:: Try it ::
Your answer should be one number: how many lines below have the word "impl".

Collected data entries

.....

//! Result types for curve analysis

use serde::{Deserialize, Serialize};
use std::fmt;

/// One of the five reported mechanical properties
#[derive(Debug, Clone, Copy, PartialEq, Eq, Hash, Serialize, Deserialize)]
pub enum PropertyKind {
    /// Young's modulus from the elastic region
    ElasticModulus,
    /// 0.2% offset yield strength
    YieldStrength,
    /// Ultimate tensile strength (peak stress)
    TensileStrength,
    /// Strain at peak stress
    FractureStrain,
    /// Area under the curve
    Toughness,
}

impl PropertyKind {
    /// All kinds in report order
    pub const ALL: [PropertyKind; 5] = [
        PropertyKind::ElasticModulus,
        PropertyKind::YieldStrength,
        PropertyKind::TensileStrength,
        PropertyKind::FractureStrain,
        PropertyKind::Toughness,
    ];

    pub fn label(&self) -> &'static str {
        match self {
            PropertyKind::ElasticModulus => "Elastic modulus",
            PropertyKind::YieldStrength => "Yield strength",
            PropertyKind::TensileStrength => "Tensile strength",
            PropertyKind::FractureStrain => "Fracture strain",
            PropertyKind::Toughness => "Toughness",
        }
    }

    /// Unit symbol; fracture strain is dimensionless
    pub fn unit(&self) -> &'static str {
        match self {
            PropertyKind::ElasticModulus => "GPa",
            PropertyKind::YieldStrength | PropertyKind::TensileStrength => "MPa",
            PropertyKind::FractureStrain => "-",
            PropertyKind::Toughness => "MJ/m³",
        }
    }

    /// Value substituted when the analysis fails
    pub fn fallback(&self) -> f64 {
        match self {
            PropertyKind::ElasticModulus => 200.0,
            PropertyKind::YieldStrength => 400.0,
            PropertyKind::TensileStrength => 500.0,
            PropertyKind::FractureStrain => 0.15,
            PropertyKind::Toughness => 80.0,
        }
    }

    /// Label with unit, e.g. "Yield strength (MPa)"
    pub fn display_name(&self) -> String {
        match self {
            PropertyKind::FractureStrain => self.label().to_string(),
            _ => format!("{} ({})", self.label(), self.unit()),
        }
    }
}

impl fmt::Display for PropertyKind {
    fn fmt(&self, f: &mut fmt::Formatter<'_>) -> fmt::Result {
        f.write_str(self.label())
    }
}

/// Whether the values were computed or substituted
#[derive(Debug, Clone, PartialEq, Serialize, Deserialize)]
pub enum ResultOrigin {
    Computed,
    Fallback { reason: String },
}

/// Mechanical properties of a specimen.
///
/// Always fully populated and every value is non-negative.
#[derive(Debug, Clone, PartialEq, Serialize, Deserialize)]
pub struct PropertyResult {
    /// Elastic modulus in GPa
    pub elastic_modulus: f64,
    /// Yield strength in MPa
    pub yield_strength: f64,
    /// Tensile strength in MPa
    pub tensile_strength: f64,
    /// Fracture strain (dimensionless)
    pub fracture_strain: f64,
    /// Toughness in MJ/m³
    pub toughness: f64,
    /// Computed or fallback
    pub origin: ResultOrigin,
}

impl PropertyResult {
    /// Build a computed result, clamping each value at zero
    pub fn computed(
        elastic_modulus: f64,
        yield_strength: f64,
        tensile_strength: f64,
        fracture_strain: f64,
        toughness: f64,
    ) -> Self {
        Self {
            elastic_modulus: elastic_modulus.max(0.0),
            yield_strength: yield_strength.max(0.0),
            tensile_strength: tensile_strength.max(0.0),
            fracture_strain: fracture_strain.max(0.0),
            toughness: toughness.max(0.0),
            origin: ResultOrigin::Computed,
        }
    }

    /// The fixed fallback set
    pub fn fallback(reason: impl Into<String>) -> Self {
        Self {
            elastic_modulus: PropertyKind::ElasticModulus.fallback(),
            yield_strength: PropertyKind::YieldStrength.fallback(),
            tensile_strength: PropertyKind::TensileStrength.fallback(),
            fracture_strain: PropertyKind::FractureStrain.fallback(),
            toughness: PropertyKind::Toughness.fallback(),
            origin: ResultOrigin::Fallback {
                reason: reason.into(),
            },
        }
    }

    pub fn get(&self, kind: PropertyKind) -> f64 {
        match kind {
            PropertyKind::ElasticModulus => self.elastic_modulus,
            PropertyKind::YieldStrength => self.yield_strength,
            PropertyKind::TensileStrength => self.tensile_strength,
            PropertyKind::FractureStrain => self.fracture_strain,
            PropertyKind::Toughness => self.toughness,
        }
    }

    /// (kind, value) pairs in report order
    pub fn entries(&self) -> [(PropertyKind, f64); 5] {
        PropertyKind::ALL.map(|kind| (kind, self.get(kind)))
    }

    pub fn is_fallback(&self) -> bool {
        matches!(self.origin, ResultOrigin::Fallback { .. })
    }

    pub fn fallback_reason(&self) -> Option<&str> {
        match &self.origin {
            ResultOrigin::Fallback { reason } => Some(reason),
            ResultOrigin::Computed => None,
        }
    }
}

.....

:: Response area ::
4